-- RECORDS follows --

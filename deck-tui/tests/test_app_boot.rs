//! Test application initialization and boot sequence
//!
//! Verifies that the shell initializes with correct defaults based on
//! environment variables and the requested route.

use deck_tui::app::{AppState, LoginField, RegisterField};
use deck_tui::router::Route;
use serial_test::serial;

#[test]
fn test_app_initializes_to_home_route() {
    let state = AppState::new();

    assert_eq!(state.route, Route::Home);
    assert!(!state.should_quit);
}

#[test]
fn test_at_route_starts_on_requested_route() {
    let state = AppState::at_route(Route::Dashboard);

    assert_eq!(state.route, Route::Dashboard);
}

#[test]
fn test_help_hidden_by_default() {
    let state = AppState::new();

    assert!(!state.help_visible);
}

#[test]
fn test_no_status_on_boot() {
    let state = AppState::new();

    assert!(state.status.is_none());
}

#[test]
fn test_auth_forms_start_empty() {
    let state = AppState::new();

    assert_eq!(state.login.email, "");
    assert_eq!(state.login.password, "");
    assert_eq!(state.login.focus, LoginField::Email);

    assert_eq!(state.register.name, "");
    assert_eq!(state.register.email, "");
    assert_eq!(state.register.password, "");
    assert_eq!(state.register.focus, RegisterField::Name);
}

#[test]
fn test_dashboard_state_starts_clean() {
    let state = AppState::new();

    assert_eq!(state.search, "");
    assert!(!state.search_active);
    assert_eq!(state.cursor, 0);
    assert!(state.form.is_none());
}

#[test]
#[serial] // Serialize env var tests to avoid conflicts
fn test_colors_disabled_with_no_color_env() {
    std::env::set_var("NO_COLOR", "1");
    let state = AppState::new();
    std::env::remove_var("NO_COLOR");

    assert!(!state.config.colors_enabled);
}

#[test]
#[serial]
fn test_colors_disabled_with_deck_tui_no_color_env() {
    std::env::set_var("DECK_TUI_NO_COLOR", "1");
    let state = AppState::new();
    std::env::remove_var("DECK_TUI_NO_COLOR");

    assert!(!state.config.colors_enabled);
}

#[test]
#[serial]
fn test_tick_rate_from_env() {
    std::env::set_var("DECK_TUI_TICK_MS", "250");
    let state = AppState::new();
    std::env::remove_var("DECK_TUI_TICK_MS");

    assert_eq!(state.config.tick_rate_ms, 250);
}

#[test]
#[serial]
fn test_tick_rate_default_100ms() {
    std::env::remove_var("DECK_TUI_TICK_MS");
    let state = AppState::new();

    assert_eq!(state.config.tick_rate_ms, 100);
}

#[test]
fn test_route_parsing_for_startup_flag() {
    assert_eq!(Route::parse("/"), Some(Route::Home));
    assert_eq!(Route::parse("/login"), Some(Route::Login));
    assert_eq!(Route::parse("/register"), Some(Route::Register));
    assert_eq!(Route::parse("/dashboard"), Some(Route::Dashboard));
    assert_eq!(Route::parse("/nope"), None);

    // Unknown paths fall back to home rather than failing startup.
    assert_eq!(Route::parse_or_home("/nope"), Route::Home);
}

-- RECORDS concluded --

WHAT IS REQUIRED ▸
Could each line above be retyped exactly?

PROBLEM SOLUTION ▸
filename deck-tui/tests/test_app_boot.rs
//! Test application initialization and boot sequence
//!
//! Verifies that the shell initializes with correct defaults based on
//! environment variables and the requested route.

use deck_tui::app::{AppState, LoginField, RegisterField};
use deck_tui::router::Route;
use serial_test::serial;

#[test]
fn test_app_initializes_to_home_route() {
    let state = AppState::new();

    assert_eq!(state.route, Route::Home);
    assert!(!state.should_quit);
}

#[test]
fn test_at_route_starts_on_requested_route() {
    let state = AppState::at_route(Route::Dashboard);

    assert_eq!(state.route, Route::Dashboard);
}

#[test]
fn test_help_hidden_by_default() {
    let state = AppState::new();

    assert!(!state.help_visible);
}

#[test]
fn test_no_status_on_boot() {
    let state = AppState::new();

    assert!(state.status.is_none());
}

#[test]
fn test_auth_forms_start_empty() {
    let state = AppState::new();

    assert_eq!(state.login.email, "");
    assert_eq!(state.login.password, "");
    assert_eq!(state.login.focus, LoginField::Email);

    assert_eq!(state.register.name, "");
    assert_eq!(state.register.email, "");
    assert_eq!(state.register.password, "");
    assert_eq!(state.register.focus, RegisterField::Name);
}

#[test]
fn test_dashboard_state_starts_clean() {
    let state = AppState::new();

    assert_eq!(state.search, "");
    assert!(!state.search_active);
    assert_eq!(state.cursor, 0);
    assert!(state.form.is_none());
}

#[test]
#[serial] // Serialize env var tests to avoid conflicts
fn test_colors_disabled_with_no_color_env() {
    std::env::set_var("NO_COLOR", "1");
    let state = AppState::new();
    std::env::remove_var("NO_COLOR");

    assert!(!state.config.colors_enabled);
}

#[test]
#[serial]
fn test_colors_disabled_with_deck_tui_no_color_env() {
    std::env::set_var("DECK_TUI_NO_COLOR", "1");
    let state = AppState::new();
    std::env::remove_var("DECK_TUI_NO_COLOR");

    assert!(!state.config.colors_enabled);
}

#[test]
#[serial]
fn test_tick_rate_from_env() {
    std::env::set_var("DECK_TUI_TICK_MS", "250");
    let state = AppState::new();
    std::env::remove_var("DECK_TUI_TICK_MS");

    assert_eq!(state.config.tick_rate_ms, 250);
}

#[test]
#[serial]
fn test_tick_rate_default_100ms() {
    std::env::remove_var("DECK_TUI_TICK_MS");
    let state = AppState::new();

    assert_eq!(state.config.tick_rate_ms, 100);
}

#[test]
fn test_route_parsing_for_startup_flag() {
    assert_eq!(Route::parse("/"), Some(Route::Home));
    assert_eq!(Route::parse("/login"), Some(Route::Login));
    assert_eq!(Route::parse("/register"), Some(Route::Register));
    assert_eq!(Route::parse("/dashboard"), Some(Route::Dashboard));
    assert_eq!(Route::parse("/nope"), None);

    // Unknown paths fall back to home rather than failing startup.
    assert_eq!(Route::parse_or_home("/nope"), Route::Home);
}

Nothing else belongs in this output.